#### [Problem details]
Of the lines below, write out exactly those from the line with "use crate::model::question::default_question_set;" through the line with "let err = ExamSession::new(Vec::new()).unwrap_err();", both included, and skip the rest.
═════ Listed entries
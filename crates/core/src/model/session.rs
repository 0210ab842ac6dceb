use std::fmt;

use thiserror::Error;

use crate::model::answer::AnswerState;
use crate::model::question::Question;

//
// ─── ERRORS ────────────────────────────────────────────────────────────────────
//

#[derive(Debug, Error, Clone, PartialEq, Eq)]
#[non_exhaustive]
pub enum ExamSessionError {
    #[error("an exam needs at least one question")]
    Empty,

    #[error("exam already finished")]
    Finished,

    #[error("question index {index} is outside 0..{total}")]
    IndexOutOfRange { index: usize, total: usize },

    #[error("choice {choice} is out of range for question {index}")]
    ChoiceOutOfRange { index: usize, choice: usize },
}

//
// ─── COMMANDS ──────────────────────────────────────────────────────────────────
//

/// One user action against the session, decoupled from any presentation
/// layer. Everything the exam surface can do funnels through
/// [`ExamSession::apply`], which keeps the core testable headlessly.
#[derive(Debug, Clone, Copy, PartialEq, Eq)]
pub enum SessionCommand {
    /// Select a 0-based choice on the current question.
    SelectChoice(usize),
    /// Flip the review mark on the current question.
    ToggleMark,
    Next,
    Previous,
    /// Jump to a 0-based question index (tracker button).
    JumpTo(usize),
}

//
// ─── EXAM SESSION ──────────────────────────────────────────────────────────────
//

/// One student's in-memory attempt: the question list, one answer slot per
/// question, the navigation cursor, and the terminal finished flag.
///
/// This aggregate owns all mutable session state; navigation, grading, and
/// the timer act through it rather than through ambient globals.
pub struct ExamSession {
    questions: Vec<Question>,
    states: Vec<AnswerState>,
    current: usize,
    finished: bool,
}

impl ExamSession {
    /// Create a session with one fresh answer slot per question.
    ///
    /// # Errors
    ///
    /// Returns `ExamSessionError::Empty` if no questions are provided.
    pub fn new(questions: Vec<Question>) -> Result<Self, ExamSessionError> {
        if questions.is_empty() {
            return Err(ExamSessionError::Empty);
        }
        let states = questions.iter().map(|_| AnswerState::unseen()).collect();
        Ok(Self {
            questions,
            states,
            current: 0,
            finished: false,
        })
    }

    #[must_use]
    pub fn questions(&self) -> &[Question] {
        &self.questions
    }

    #[must_use]
    pub fn states(&self) -> &[AnswerState] {
        &self.states
    }

    #[must_use]
    pub fn total(&self) -> usize {
        self.questions.len()
    }

    #[must_use]
    pub fn current_index(&self) -> usize {
        self.current
    }

    #[must_use]
    pub fn current_question(&self) -> &Question {
        &self.questions[self.current]
    }

    #[must_use]
    pub fn current_state(&self) -> &AnswerState {
        &self.states[self.current]
    }

    #[must_use]
    pub fn is_finished(&self) -> bool {
        self.finished
    }

    /// Count of slots without an answer. Recomputed on demand, never cached.
    #[must_use]
    pub fn unanswered_count(&self) -> usize {
        self.states.iter().filter(|s| !s.is_answered()).count()
    }

    // ─── Commands ──────────────────────────────────────────────────────────

    /// Apply a single user action to the session.
    ///
    /// Navigation commands never fail; out-of-range jumps and boundary
    /// next/previous are silent no-ops (disabled affordances, not faults).
    ///
    /// # Errors
    ///
    /// Returns `ExamSessionError::Finished` once the session is finalized,
    /// and `ChoiceOutOfRange` for a choice index the current question does
    /// not have.
    pub fn apply(&mut self, command: SessionCommand) -> Result<(), ExamSessionError> {
        match command {
            SessionCommand::SelectChoice(choice) => self.set_answer(self.current, choice),
            SessionCommand::ToggleMark => self.toggle_mark(self.current),
            SessionCommand::Next => {
                self.next();
                Ok(())
            }
            SessionCommand::Previous => {
                self.previous();
                Ok(())
            }
            SessionCommand::JumpTo(index) => {
                self.go_to(index);
                Ok(())
            }
        }
    }

    /// Record `choice` for the question at `index`, overwriting any prior
    /// answer.
    ///
    /// # Errors
    ///
    /// Returns `Finished` after finalize, `IndexOutOfRange` for a bad slot,
    /// and `ChoiceOutOfRange` when the choice does not exist on the question.
    pub fn set_answer(&mut self, index: usize, choice: usize) -> Result<(), ExamSessionError> {
        if self.finished {
            return Err(ExamSessionError::Finished);
        }
        let total = self.total();
        let question = self
            .questions
            .get(index)
            .ok_or(ExamSessionError::IndexOutOfRange { index, total })?;
        if !question.is_valid_choice(choice) {
            return Err(ExamSessionError::ChoiceOutOfRange { index, choice });
        }
        self.states[index].select(choice);
        Ok(())
    }

    /// Flip the review mark on the question at `index`.
    ///
    /// # Errors
    ///
    /// Returns `Finished` after finalize and `IndexOutOfRange` for a bad slot.
    pub fn toggle_mark(&mut self, index: usize) -> Result<(), ExamSessionError> {
        if self.finished {
            return Err(ExamSessionError::Finished);
        }
        let total = self.total();
        let state = self
            .states
            .get_mut(index)
            .ok_or(ExamSessionError::IndexOutOfRange { index, total })?;
        state.toggle_mark();
        Ok(())
    }

    // ─── Navigation ────────────────────────────────────────────────────────

    /// Move the cursor to `index`; no-op when out of range.
    pub fn go_to(&mut self, index: usize) {
        if index < self.total() {
            self.current = index;
        }
    }

    /// Move to the next question; no-op at the last one.
    pub fn next(&mut self) {
        if self.can_go_next() {
            self.current += 1;
        }
    }

    /// Move to the previous question; no-op at the first one.
    pub fn previous(&mut self) {
        if self.can_go_previous() {
            self.current -= 1;
        }
    }

    #[must_use]
    pub fn can_go_next(&self) -> bool {
        self.current + 1 < self.total()
    }

    #[must_use]
    pub fn can_go_previous(&self) -> bool {
        self.current > 0
    }

    // ─── Snapshot / restore ────────────────────────────────────────────────

    /// Serializable copy of the per-question state, index-aligned with the
    /// question list. Persisted best-effort on a fixed cadence.
    #[must_use]
    pub fn snapshot(&self) -> Vec<AnswerState> {
        self.states.clone()
    }

    /// Overwrite the per-question state from a persisted snapshot.
    ///
    /// Returns `true` when the snapshot was applied. A snapshot whose length
    /// does not match the question count is stale and ignored, as is one
    /// whose answers point outside their question's choices; in both cases
    /// the freshly initialized state is kept.
    pub fn restore(&mut self, snapshot: Vec<AnswerState>) -> bool {
        if snapshot.len() != self.states.len() {
            return false;
        }
        let compatible = snapshot
            .iter()
            .zip(&self.questions)
            .all(|(state, question)| state.answer.is_none_or(|a| question.is_valid_choice(a)));
        if !compatible {
            return false;
        }
        self.states = snapshot;
        for state in &mut self.states {
            state.normalize();
        }
        true
    }

    /// Mark the session finished. Returns `true` on the first call only, so
    /// a timer expiry racing a manual submit finalizes once.
    pub fn finish(&mut self) -> bool {
        if self.finished {
            return false;
        }
        self.finished = true;
        true
    }
}

impl fmt::Debug for ExamSession {
    fn fmt(&self, f: &mut fmt::Formatter<'_>) -> fmt::Result {
        f.debug_struct("ExamSession")
            .field("total", &self.questions.len())
            .field("current", &self.current)
            .field("unanswered", &self.unanswered_count())
            .field("finished", &self.finished)
            .finish_non_exhaustive()
    }
}

//
// ─── TESTS ─────────────────────────────────────────────────────────────────────
//

#[cfg(test)]
mod tests {
    use super::*;
    use crate::model::question::default_question_set;

    fn session() -> ExamSession {
        ExamSession::new(default_question_set()).unwrap()
    }

    #[test]
    fn empty_question_list_is_rejected() {
        let err = ExamSession::new(Vec::new()).unwrap_err();
        assert_eq!(err, ExamSessionError::Empty);
    }

    #[test]
    fn answering_decrements_unanswered_exactly_once_per_slot() {
        let mut s = session();
        assert_eq!(s.unanswered_count(), 15);

        s.set_answer(0, 2).unwrap();
        assert_eq!(s.unanswered_count(), 14);

        // changing one's mind does not change the count
        s.set_answer(0, 1).unwrap();
        assert_eq!(s.unanswered_count(), 14);

        s.set_answer(10, 0).unwrap();
        assert_eq!(s.unanswered_count(), 13);
    }

    #[test]
    fn choice_outside_question_is_rejected() {
        let mut s = session();
        let err = s.set_answer(0, 9).unwrap_err();
        assert!(matches!(
            err,
            ExamSessionError::ChoiceOutOfRange { index: 0, choice: 9 }
        ));
        assert_eq!(s.unanswered_count(), 15);
    }

    #[test]
    fn navigation_clamps_at_boundaries() {
        let mut s = session();
        assert!(!s.can_go_previous());
        s.previous();
        assert_eq!(s.current_index(), 0);

        s.go_to(14);
        assert!(!s.can_go_next());
        s.next();
        assert_eq!(s.current_index(), 14);

        // out-of-range jump is a silent no-op
        s.go_to(99);
        assert_eq!(s.current_index(), 14);
    }

    #[test]
    fn commands_act_on_the_current_question() {
        let mut s = session();
        s.apply(SessionCommand::JumpTo(4)).unwrap();
        s.apply(SessionCommand::SelectChoice(1)).unwrap();
        s.apply(SessionCommand::ToggleMark).unwrap();

        assert_eq!(s.states()[4].answer, Some(1));
        assert!(s.states()[4].marked);

        s.apply(SessionCommand::ToggleMark).unwrap();
        assert!(!s.states()[4].marked);
        assert_eq!(s.states()[4].answer, Some(1));
    }

    #[test]
    fn snapshot_restore_round_trips() {
        let mut s = session();
        s.set_answer(0, 2).unwrap();
        s.toggle_mark(3).unwrap();
        let snapshot = s.snapshot();

        let mut fresh = session();
        assert!(fresh.restore(snapshot.clone()));
        assert_eq!(fresh.states(), snapshot.as_slice());
        assert_eq!(fresh.unanswered_count(), 14);
    }

    #[test]
    fn stale_snapshot_is_ignored() {
        let mut s = session();
        let short = vec![AnswerState::unseen(); 3];
        assert!(!s.restore(short));
        assert_eq!(s.unanswered_count(), 15);
    }

    #[test]
    fn snapshot_with_impossible_answer_is_ignored() {
        let mut s = session();
        let mut snapshot = s.snapshot();
        snapshot[11].select(7); // true/false question has two choices
        assert!(!s.restore(snapshot));
        assert_eq!(s.unanswered_count(), 15);
    }

    #[test]
    fn finish_is_one_shot_and_freezes_answers() {
        let mut s = session();
        assert!(s.finish());
        assert!(!s.finish());

        let err = s.set_answer(0, 1).unwrap_err();
        assert_eq!(err, ExamSessionError::Finished);
        let err = s.toggle_mark(0).unwrap_err();
        assert_eq!(err, ExamSessionError::Finished);
    }
}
══════════
#### [Answer to this problem]
    use crate::model::question::default_question_set;

    fn session() -> ExamSession {
        ExamSession::new(default_question_set()).unwrap()
    }

    #[test]
    fn empty_question_list_is_rejected() {
        let err = ExamSession::new(Vec::new()).unwrap_err();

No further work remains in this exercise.